Well, they only offer whole sizes so I'd guess you'd want a 9.


----------



## vwguy (Jul 23, 2004)

From their site:

L.L.Bean Boot Fit Information
The fit of the L.L.Bean Boot is generous to allow for insulation in cold weather.

To wear with light or midweight socks: If you wear a whole size, order one size down from your normal size. If you wear a half size, order one and a half sizes down.

Example: If you wear either a 9 or a 9½, order a size 8.

To wear with heavyweight socks: If you wear a whole size, order your normal size. If you wear a half size, order the next whole size down.

Example: If you wear either a 9 or a 9½, order a size 9.

Brian


----------



## unmodern (Aug 10, 2009)

I just ordered a pair of the 8" ones. I'm a 7.5 in dress shoes (AE, &c.), and Bean boots' smallest size is 7, and they don't come in half sizes AFAIK. So I was worried they'd be too big.

I ordered the 7's, and while they seemed a bit big at first, I have really gotten to love the fit. With medium to thick socks, they fit perfectly, as a matter of fact. No slippage or anything (all that ankle support helps). I got the Thinsulate-lined kind, so maybe that adds some thickness, too. I bought these as winter boots, and I don't like tight-fitting winter boots; whereas, for a dress shoes/thin sock fit, sizing down 1/2 would surely have been insufficient.

While I think a 6.5 would have been just as good for me, the 7 works. If I were you, I'd order the 9 and not the 8. The 8 might be too small, but I doubt the 9 would be too big for a winter shoe.*

*NB. I'm going to order some mocs for thin sock/barefoot spring wear, and in those I will want to go a size and a half down. (I'll order a women's size, probably.)


----------



## Mazama (May 21, 2009)

Trip English said:


> Gents, hoping someone can help. Now that I'm in Greenwich I don't live near a Bean anymore and am going to pull the trigger on some 12" hunting boots, but I can't remember whether I size a half size or a full size down. I have a pair of duck boots and can swear they're an 8.5 (I usually wear a 9.5). I can't find the size written in them anywhere. Any thoughts?

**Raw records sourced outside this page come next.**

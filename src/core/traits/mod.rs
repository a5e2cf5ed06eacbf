use std::sync::Arc;

use async_trait::async_trait;

use crate::core::error::ProviderError;
use crate::core::types::{Detection, ProviderId};

/// Backend capability for language detection and text translation.
///
/// Implementations wrap a single external service and never retry on their
/// own; retry and fallback policy belong to the gateway.
#[async_trait]
pub trait TranslationProvider: Send + Sync {
    /// Stable provider identifier for diagnostics.
    fn id(&self) -> ProviderId;

    /// Classifies `text`. `confidence` is `None` when the backend reports none.
    async fn detect(&self, text: &str) -> Result<Detection, ProviderError>;

    /// Translates `text` from `source` (a language tag or `"auto"`) to `target`.
    ///
    /// An `Ok` with empty text is allowed here; callers decide how to treat it.
    async fn translate(
        &self,
        text: &str,
        source: &str,
        target: &str,
    ) -> Result<String, ProviderError>;
}

/// Creates fresh provider handles. Called lazily on first use and again
/// whenever a handle has been invalidated after a failure.
pub trait ProviderFactory: Send + Sync {
    fn id(&self) -> ProviderId;

    fn create(&self) -> Result<Arc<dyn TranslationProvider>, ProviderError>;
}
use serde::{Deserialize, Serialize};

use crate::core::error::ProviderError;
use crate::core::types::{Detection, ProviderId};
use crate::providers::codec_contract::{ProviderCodec, TranslateCall};

#[derive(Debug, Clone, PartialEq, Eq, Serialize)]
pub(crate) struct LibreTranslateRequest {
    pub q: String,
    pub source: String,
    pub target: String,
    pub format: String,
    #[serde(skip_serializing_if = "Option::is_none")]
    pub api_key: Option<String>,
}

#[derive(Debug, Clone, PartialEq, Eq, Serialize)]
pub(crate) struct LibreDetectRequest {
    pub q: String,
    #[serde(skip_serializing_if = "Option::is_none")]
    pub api_key: Option<String>,
}

#[derive(Debug, Clone, PartialEq, Deserialize)]
pub(crate) struct LibreTranslateReply {
    #[serde(rename = "translatedText", default)]
    pub translated_text: Option<String>,
    #[serde(default)]
    pub error: Option<String>,
}

#[derive(Debug, Clone, PartialEq, Deserialize)]
pub(crate) struct LibreDetectCandidate {
    pub language: String,
    #[serde(default)]
    pub confidence: Option<f64>,
}

/// Codec for LibreTranslate-compatible servers.
#[derive(Debug, Default, Clone)]
pub(crate) struct LibreTranslateCodec {
    api_key: Option<String>,
}

impl LibreTranslateCodec {
    pub fn new(api_key: Option<String>) -> Self {
        Self {
            api_key: api_key
                .map(|key| key.trim().to_string())
                .filter(|key| !key.is_empty()),
        }
    }
}

impl ProviderCodec for LibreTranslateCodec {
    type TranslatePayload = LibreTranslateRequest;
    type TranslateReply = LibreTranslateReply;
    type DetectPayload = LibreDetectRequest;
    type DetectReply = Vec<LibreDetectCandidate>;

    fn encode_translate(
        &self,
        call: &TranslateCall<'_>,
    ) -> Result<Self::TranslatePayload, ProviderError> {
        if call.target.trim().is_empty() {
            return Err(protocol_error("target language must not be empty"));
        }

        Ok(LibreTranslateRequest {
            q: call.text.to_string(),
            source: call.source.to_string(),
            target: call.target.to_string(),
            format: call.format.to_string(),
            api_key: self.api_key.clone(),
        })
    }

    fn decode_translate(&self, reply: &Self::TranslateReply) -> Result<String, ProviderError> {
        if let Some(error) = &reply.error {
            return Err(protocol_error(error));
        }
        Ok(reply.translated_text.clone().unwrap_or_default())
    }

    fn encode_detect(&self, text: &str) -> Result<Self::DetectPayload, ProviderError> {
        Ok(LibreDetectRequest {
            q: text.to_string(),
            api_key: self.api_key.clone(),
        })
    }

    /// Candidates arrive ranked; the first one wins.
    fn decode_detect(&self, reply: &Self::DetectReply) -> Result<Detection, ProviderError> {
        let candidate = reply
            .iter()
            .find(|candidate| !candidate.language.trim().is_empty())
            .ok_or_else(|| protocol_error("detection returned no candidates"))?;

        Ok(Detection {
            language: candidate.language.clone(),
            confidence: candidate.confidence,
        })
    }
}

fn protocol_error(message: &str) -> ProviderError {
    ProviderError::Protocol {
        provider: ProviderId::Libretranslate,
        request_id: None,
        message: message.to_string(),
    }
}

Trip, IME the Bean sizing instructions (*To wear with heavyweight socks:* If you wear a whole size, order your normal size. If you wear a half size, order the next whole size down.) are right on the money. But also note than unlike most brands of rubber/leather pacs the Bean Boots/Maine Hunting Shoe come in three widths so you need to consider that as well.

I wear a size 10D in a dress shoe but invariably prefer a 10 1/2 Wide in serious outdoor boots to accommodate heavier socks. My 12" Maine Hunting Shoes in 10 Wide fit fine with heavy socks. But in other pacs, Hoffman and Kenetrek I go up to 11.

BTW, boot manufacturers vary in how they measure boot height. Some measure from the heel position inside the boot which tells you how far the boots comes up your leg. But LL Bean measures the Maine Hunting Shoe from the floor to the top of the boot. This means their 12" boot only comes about 10" up your leg because the boot heel plus thick insoles total nearly 2". I wish I'd gotten 14"- apparently no longer offered - and suggest going with their 16" if you might wear the boots in standing water or snow.


----------



## Clay J (Apr 29, 2008)

I typically wear a 13d, but in my bean boots i wear an 11! the bigger the size the more gigantic the fitting...


----------



## jht3 (Jul 8, 2009)

i was just in the store trying some on the other day. i measure in and wear a 13B dress shoe, but the store only carries the M width boots. the 13M was very big all around, especially in the width, so i placed an order for 12N and will be picking it up from the store tonight. i tried them on with thick wool socks after initially just my thin dress socks.

i didn't even think to try an 11...uh oh


----------